Class StateSpecFunctions

java.lang.Object
org.apache.beam.runners.spark.stateful.StateSpecFunctions

public class StateSpecFunctions extends Object
A class containing StateSpec mappingFunctions.
  • Constructor Details

    • StateSpecFunctions

      public StateSpecFunctions()
  • Method Details

    • mapSourceFunction

      public static <T, CheckpointMarkT extends UnboundedSource.CheckpointMark> scala.Function3<Source<T>,scala.Option<CheckpointMarkT>,org.apache.spark.streaming.State<scala.Tuple2<byte[],Instant>>,scala.Tuple2<Iterable<byte[]>,SparkUnboundedSource.Metadata>> mapSourceFunction(org.apache.beam.runners.core.construction.SerializablePipelineOptions options, String stepName)
      A StateSpec function to support reading from an UnboundedSource.

      This StateSpec function expects the following:

      • Key: The (partitioned) Source to read from.
      • Value: An optional UnboundedSource.CheckpointMark to start from.
      • State: A byte representation of the (previously) persisted CheckpointMark.
      And returns an iterator over all read values (for the micro-batch).

      This stateful operation could be described as a flatMap over a single-element stream, which outputs all the elements read from the UnboundedSource for this micro-batch. Since micro-batches are bounded, the provided UnboundedSource is wrapped by a MicrobatchSource that applies bounds in the form of duration and max records (per micro-batch).

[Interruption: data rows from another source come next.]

/// Similar to `info!` macro in tracing, stamped with the local wall clock.
/// You can pass in the starting time and it will report how long it took from starting time to now.
/// ```ignore
/// info_time!("str {}, {}", 1, 2);
/// let time = Local::now();
/// info_time!(time, "str {}, {}", 1, 2);
/// ```
#[macro_export]
macro_rules! info_time {
    ($strfm:literal $(,)? $($arg:expr),*) => {{
        let local_now = ::chrono::Local::now();
        ::tracing::info!("{:<30} : {}", local_now, format!($strfm, $($arg),*));
    }};
    ($time:expr, $strfm:literal $(,)? $($arg:expr),*) => {{
        let local_now = ::chrono::Local::now();
        let run_time = (local_now - $time)
                .num_microseconds()
                .map(|n| n as f64 / 1_000_000.0)
                .unwrap_or(0.0);
        ::tracing::info!(
            runtime_secs = run_time,
            "{:<30} : {}",
            local_now,
            format!($strfm, $($arg),*)
        );
    }};
}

      In order to avoid using Spark Guava's classes which pollute the classpath, we use the StateSpec.function(scala.Function3) signature which employs scala's native Option, instead of the StateSpec.function(org.apache.spark.api.java.function.Function3) signature, which employs Guava's Optional.

      See also SPARK-4819.

      Type Parameters:
      T - The type of the input stream elements.
      CheckpointMarkT - The type of the UnboundedSource.CheckpointMark.
      Parameters:
      options - A serializable SerializablePipelineOptions.
      Returns:
      The appropriate StateSpec function.